La sorcière rouge dans Doctor Strange in the Multiverse of Madness - Copyright The Walt Disney Company France

Les clichés de la femme fatale meurtrière, au début évités, finissent par parasiter le film. Et par réduire la question de la violence à une cruauté mégalomane qu’on a déjà vue chez de nombreuses « grandes méchantes » du cinéma, de la reine de Blanche-Neige à Sharon Stone dans Basic Instinct, et jusqu’à récemment la sorcière rouge dans le dernier Docteur Strange, portant le deuil d’enfants imaginaires qui la poussent à la folie, et prête pour ça à détruire le monde. Le paradoxe est récurrent : la femme violente est représentée soit en monstre sadique comme les « héroïnes » de la nazisploitation ou les manipulatrices, soit ignorante de la portée de ses actes, aveuglée par la bêtise, la rage comme Médée, ou la douleur comme la sorcière rouge. L’entre-deux étant, au cinéma, trop peu fréquent.

À la violence aveugle de Conann qui raconte donc peu de choses au-delà de la poésie de sa fable, on préférera par exemple les femmes en errance d’Ana Lily Amirpour, découverte pour sa vampire aussi menaçante qu’émouvante dans A Girl Walks Home Alone at Night. Le moins connu Mona Lisa and the Blood Moon, sorti en 2021, met en scène une jeune femme au pouvoir psychique dévastateur cheminant dans une Nouvelle-Orléans nocturne, où la violence lui permettra de s’émanciper, avant de retrouver au contact d’autrui plus d’humanité. Les personnages féminins de la réalisatrice iranienne sont la preuve de la nécessité d’un regard désexualisant sur la violence féminine, des outils pour elle de puissance et de pouvoir tout autant qu’instrument destructeur, subi, donné, éprouvé.
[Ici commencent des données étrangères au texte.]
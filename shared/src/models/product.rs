//! Product Model

use serde::{Deserialize, Serialize};

use crate::sync::{EntityKind, SyncEntity};

/// Product entity
#[derive(Debug, Clone, PartialEq, Serialize, Deserialize)]
pub struct Product {
    pub id: String,
    pub name: String,
    /// Category reference (String ID)
    pub category_id: Option<String>,
    /// Price in cents
    pub price: i64,
    /// Tax rate in percentage (e.g., 10 = 10%)
    #[serde(default)]
    pub tax_rate: i32,
    /// Units on hand, `None` when the product is not stock tracked.
    /// The server value always replaces the cached one.
    #[serde(default)]
    pub current_stock: Option<i64>,
    #[serde(default)]
    pub sort_order: i32,
    pub is_active: bool,
}

impl Product {
    pub fn tracks_stock(&self) -> bool {
        self.current_stock.is_some()
    }
}

impl SyncEntity for Product {
    const KIND: EntityKind = EntityKind::Product;

    fn id(&self) -> &str {
        &self.id
    }

    fn set_id(&mut self, id: String) {
        self.id = id;
    }
}
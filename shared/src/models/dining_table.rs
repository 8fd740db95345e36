//! Dining Table Model

use serde::{Deserialize, Serialize};

use crate::sync::{EntityKind, SyncEntity};

/// Dining table entity (桌台)
#[derive(Debug, Clone, PartialEq, Serialize, Deserialize)]
pub struct DiningTable {
    pub id: String,
    pub name: String,
    pub zone: Option<String>,
    #[serde(default)]
    pub capacity: i32,
    pub is_active: bool,
}

impl SyncEntity for DiningTable {
    const KIND: EntityKind = EntityKind::DiningTable;

    fn id(&self) -> &str {
        &self.id
    }

    fn set_id(&mut self, id: String) {
        self.id = id;
    }
}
Autre exemple, le récent Mars Express de Jérémie Périn s’est également démarqué par la violence mélancolique de son héroïne. Calme par moments, à d’autres téméraire, cynique au côté sentimental, jamais monolithique. Toutes ces facettes guidant sa violence, réponse à celle des autres et du monde.
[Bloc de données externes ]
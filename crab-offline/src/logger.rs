//! Logging Infrastructure
//!
//! - Console output, pretty or JSON
//! - Daily rotating application logs (deleted after 14 days)
//! - Permanent mutation audit logs (never deleted), one line per queue
//!   lifecycle hop written through [`mutation_log!`](crate::mutation_log)

use std::fs;
use std::path::{Path, PathBuf};
use tracing::Metadata;
use tracing_appender::rolling::{RollingFileAppender, Rotation};
use tracing_subscriber::filter::{FilterExt, filter_fn};
use tracing_subscriber::fmt::MakeWriter;
use tracing_subscriber::layer::Filter;
use tracing_subscriber::{EnvFilter, Layer, Registry, fmt, prelude::*};

/// Target used by [`mutation_log!`](crate::mutation_log)
pub const MUTATION_AUDIT_TARGET: &str = "mutation_audit";

/// Application logs older than this are removed
const APP_LOG_RETENTION_DAYS: i64 = 14;

type BoxedLayer = Box<dyn Layer<Registry> + Send + Sync>;

fn is_audit(meta: &Metadata<'_>) -> bool {
    meta.target() == MUTATION_AUDIT_TARGET
}

fn is_not_audit(meta: &Metadata<'_>) -> bool {
    !is_audit(meta)
}

/// Clean up old application log files
///
/// Only `app.YYYY-MM-DD` files are considered; audit logs are kept forever.
pub fn cleanup_old_logs(log_dir: &Path) -> anyhow::Result<usize> {
    let cutoff = chrono::Local::now().date_naive() - chrono::Duration::days(APP_LOG_RETENTION_DAYS);

    let app_log_dir = log_dir.join("app");
    if !app_log_dir.exists() {
        return Ok(0);
    }

    let mut removed = 0;
    for entry in fs::read_dir(app_log_dir)? {
        let path = entry?.path();
        let Some(name) = path.file_name().and_then(|n| n.to_str()) else {
            continue;
        };
        // RollingFileAppender names files `<prefix>.<date>`
        let Some(date) = name
            .strip_prefix("app.")
            .and_then(|d| chrono::NaiveDate::parse_from_str(d, "%Y-%m-%d").ok())
        else {
            continue;
        };
        if date < cutoff {
            fs::remove_file(&path)?;
            removed += 1;
            tracing::info!(file = %name, "Deleted old log file");
        }
    }

    Ok(removed)
}

/// `RUST_LOG` when set, `level` otherwise
fn level_filter(level: &str) -> EnvFilter {
    EnvFilter::try_from_default_env().unwrap_or_else(|_| EnvFilter::new(level))
}

/// Application file: everything the level lets through except audit lines
fn app_filter(levels: EnvFilter) -> impl Filter<Registry> + Send + Sync + 'static {
    filter_fn(is_not_audit).and(levels)
}

fn file_layer<W, F>(writer: W, json: bool, filter: F) -> BoxedLayer
where
    W: for<'w> MakeWriter<'w> + Send + Sync + 'static,
    F: Filter<Registry> + Send + Sync + 'static,
{
    if json {
        fmt::layer()
            .json()
            .with_target(true)
            .with_current_span(true)
            .with_thread_ids(true)
            .with_file(true)
            .with_line_number(true)
            .with_writer(writer)
            .with_filter(filter)
            .boxed()
    } else {
        fmt::layer()
            .with_target(true)
            .with_thread_ids(true)
            .with_file(true)
            .with_line_number(true)
            .with_ansi(false)
            .with_writer(writer)
            .with_filter(filter)
            .boxed()
    }
}

fn console_layer(level: &str, json: bool) -> BoxedLayer {
    let env_filter = level_filter(level);
    if json {
        fmt::layer()
            .json()
            .with_target(true)
            .with_current_span(true)
            .with_thread_ids(true)
            .with_file(true)
            .with_line_number(true)
            .with_filter(env_filter)
            .boxed()
    } else {
        fmt::layer()
            .with_target(true)
            .with_thread_ids(false)
            .with_file(true)
            .with_line_number(true)
            .with_filter(env_filter)
            .boxed()
    }
}

/// Initialize the logging system with daily rotating logs
///
/// # Arguments
/// * `level` - Log level (e.g., "info", "debug", "warn")
/// * `json_format` - JSON output (production) or pretty output (development)
/// * `log_dir` - Optional directory for file logging (e.g., `<work_dir>/logs`)
///
/// Must be called from inside a tokio runtime when `log_dir` is set: the
/// retention cleanup runs as a background task.
pub fn init_logger_with_file(
    level: &str,
    json_format: bool,
    log_dir: Option<&Path>,
) -> anyhow::Result<()> {
    let mut layers: Vec<BoxedLayer> = vec![console_layer(level, json_format)];

    if let Some(log_dir) = log_dir {
        let app_log_dir = log_dir.join("app");
        let audit_log_dir = log_dir.join("audit");
        fs::create_dir_all(&app_log_dir)?;
        fs::create_dir_all(&audit_log_dir)?;

        let app_log = RollingFileAppender::new(Rotation::DAILY, app_log_dir, "app");
        let audit_log = RollingFileAppender::new(Rotation::DAILY, audit_log_dir, "audit");

        layers.push(file_layer(
            std::sync::Mutex::new(app_log),
            json_format,
            app_filter(level_filter(level)),
        ));
        // Audit lines are kept whatever the level
        layers.push(file_layer(
            std::sync::Mutex::new(audit_log),
            json_format,
            filter_fn(is_audit),
        ));

        tokio::spawn(periodic_cleanup(log_dir.to_path_buf()));
    }

    tracing_subscriber::registry().with(layers).try_init()?;
    Ok(())
}

/// Initialize the logging system (console only)
pub fn init_logger(level: &str, json_format: bool) -> anyhow::Result<()> {
    init_logger_with_file(level, json_format, None)
}

/// Periodic cleanup task - runs every hour to clean old logs
async fn periodic_cleanup(log_dir: PathBuf) {
    use tokio::time::{Duration, sleep};

    loop {
        sleep(Duration::from_secs(3600)).await;

        if let Err(e) = cleanup_old_logs(&log_dir) {
            tracing::error!(error = %e, "Failed to cleanup old logs");
        }
    }
}

/// Mutation audit helper - one line per lifecycle hop of a queued write
///
/// Audit lines go to `audit/audit.YYYY-MM-DD` and are never deleted.
///
/// # Examples
/// ```ignore
/// mutation_log!(WriteState::Queued, entry.seq, entry.mutation.name());
/// mutation_log!(entry.write_state(), entry.seq, entry.mutation.name(), "insufficient stock");
/// ```
#[macro_export]
macro_rules! mutation_log {
    ($state:expr, $seq:expr, $mutation:expr) => {
        ::tracing::info!(
            target: $crate::logger::MUTATION_AUDIT_TARGET,
            state = %$state,
            seq = $seq,
            mutation = $mutation,
            timestamp = ::chrono::Local::now().to_rfc3339(),
            "MUTATION"
        );
    };
    ($state:expr, $seq:expr, $mutation:expr, $details:expr) => {
        ::tracing::info!(
            target: $crate::logger::MUTATION_AUDIT_TARGET,
            state = %$state,
            seq = $seq,
            mutation = $mutation,
            details = $details,
            timestamp = ::chrono::Local::now().to_rfc3339(),
            "MUTATION"
        );
    };
}

#[cfg(test)]
mod tests {
    use super::*;
    use std::io;
    use std::sync::{Arc, Mutex};

    #[derive(Clone, Default)]
    struct SharedBuf(Arc<Mutex<Vec<u8>>>);

    impl io::Write for SharedBuf {
        fn write(&mut self, buf: &[u8]) -> io::Result<usize> {
            self.0.lock().unwrap().extend_from_slice(buf);
            Ok(buf.len())
        }

        fn flush(&mut self) -> io::Result<()> {
            Ok(())
        }
    }

    impl SharedBuf {
        fn contents(&self) -> String {
            String::from_utf8(self.0.lock().unwrap().clone()).unwrap()
        }
    }

    #[test]
    fn test_file_layers_split_by_level_and_target() {
        let app = SharedBuf::default();
        let audit = SharedBuf::default();
        let app_writer = app.clone();
        let audit_writer = audit.clone();

        let layers = vec![
            file_layer(
                move || app_writer.clone(),
                false,
                app_filter(EnvFilter::new("info")),
            ),
            file_layer(move || audit_writer.clone(), false, filter_fn(is_audit)),
        ];
        let subscriber = tracing_subscriber::registry().with(layers);

        tracing::subscriber::with_default(subscriber, || {
            tracing::trace!("wire bytes");
            tracing::debug!("pool checkout");
            tracing::info!("pull finished");
            crate::mutation_log!(crate::mutation::WriteState::Queued, 7u64, "close_session");
        });

        let app = app.contents();
        assert!(app.contains("pull finished"));
        assert!(!app.contains("wire bytes"));
        assert!(!app.contains("pool checkout"));
        assert!(!app.contains("MUTATION"));

        let audit = audit.contents();
        assert!(audit.contains("MUTATION"));
        assert!(audit.contains("state=queued"));
        assert!(!audit.contains("pull finished"));
    }

    #[test]
    fn test_cleanup_removes_only_old_app_logs() {
        let dir = tempfile::tempdir().unwrap();
        let app_dir = dir.path().join("app");
        fs::create_dir_all(&app_dir).unwrap();

        let today = chrono::Local::now().date_naive();
        let old = today - chrono::Duration::days(30);
        let old_file = app_dir.join(format!("app.{}", old.format("%Y-%m-%d")));
        let new_file = app_dir.join(format!("app.{}", today.format("%Y-%m-%d")));
        let other_file = app_dir.join("notes.txt");
        for file in [&old_file, &new_file, &other_file] {
            fs::write(file, b"log").unwrap();
        }

        assert_eq!(cleanup_old_logs(dir.path()).unwrap(), 1);
        assert!(!old_file.exists());
        assert!(new_file.exists());
        assert!(other_file.exists());
    }

    #[test]
    fn test_cleanup_without_app_dir() {
        let dir = tempfile::tempdir().unwrap();
        assert_eq!(cleanup_old_logs(dir.path()).unwrap(), 0);
    }
}
//! Crab Offline - POS 离线优先同步核心
//!
//! # 架构概述
//!
//! - **本地镜像** (`storage`): redb 存储服务端数据的本地副本
//! - **批量拉取** (`puller`): 基于游标的全量/增量分页拉取
//! - **变更队列** (`queue`): 持久化写队列，乐观更新 + 重放
//! - **ID 映射** (`id_map`): 临时 ID → 服务端 ID
//! - **后端接口** (`remote`): REST 客户端
//!
//! # 模块结构
//!
//! ```text
//! crab-offline/src/
//! ├── config.rs        # 配置 (环境变量)
//! ├── connectivity.rs  # 在线/离线状态
//! ├── error.rs         # 错误类型
//! ├── id_map.rs        # 临时 ID 映射
//! ├── logger.rs        # 日志
//! ├── mutation.rs      # 写意图与队列条目
//! ├── puller.rs        # 批量拉取
//! ├── queue.rs         # 变更队列
//! ├── remote/          # 后端接口 + HTTP 实现
//! ├── service.rs       # 对外门面
//! ├── storage.rs       # redb 本地存储
//! └── worker.rs        # 后台任务
//! ```

pub mod config;
pub mod connectivity;
pub mod error;
pub mod id_map;
pub mod logger;
pub mod mutation;
pub mod puller;
pub mod queue;
pub mod remote;
pub mod service;
pub mod storage;
pub mod worker;

// Re-export 公共类型
pub use config::{OfflineConfig, RetryPolicy};
pub use connectivity::{Connectivity, ConnectivityMonitor};
pub use error::{SyncError, SyncResult};
pub use id_map::IdMap;
pub use mutation::{FailureKind, Mutation, MutationStatus, PendingMutation, WriteState};
pub use puller::{BatchPuller, PullMode, PullOutcome, PullReport, SyncAllReport};
pub use queue::{MutationQueue, ProcessReport, QueueStats};
pub use remote::{FailureClass, HttpBackend, RemoteBackend, RemoteError, StaticToken, TokenProvider};
pub use service::OfflineService;
pub use storage::{LocalStore, StorageError};
pub use worker::OfflineWorker;

/// 设置运行环境: 加载 .env、读取配置、初始化日志
///
/// 日志目录为 `<work_dir>/logs`
pub fn setup_environment() -> anyhow::Result<OfflineConfig> {
    dotenv::dotenv().ok();

    let config = OfflineConfig::from_env();
    std::fs::create_dir_all(&config.work_dir)?;
    logger::init_logger_with_file(&config.log_level, config.log_json, Some(&config.log_dir()))?;

    Ok(config)
}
Sans retirer au long métrage de Bertrand Mandico le bel hommage qu’il semble rendre à la figure de l’amazone, première des barbares, la violence féminine qu’il dépeint peine en fin de compte à nous proposer quelque chose de nouveau. La reine Conann est bien violente, mais sa barbarie n’évite pas les clichés.

LOU MONTESINO

* Elissa Mailänder, « Aventurières, déclassées, brutes ? Retour sur les surveillantes SS des camps de concentration nazis »,Combattantes. Une histoire de la violence féminine en Occident, Seuil, 2020.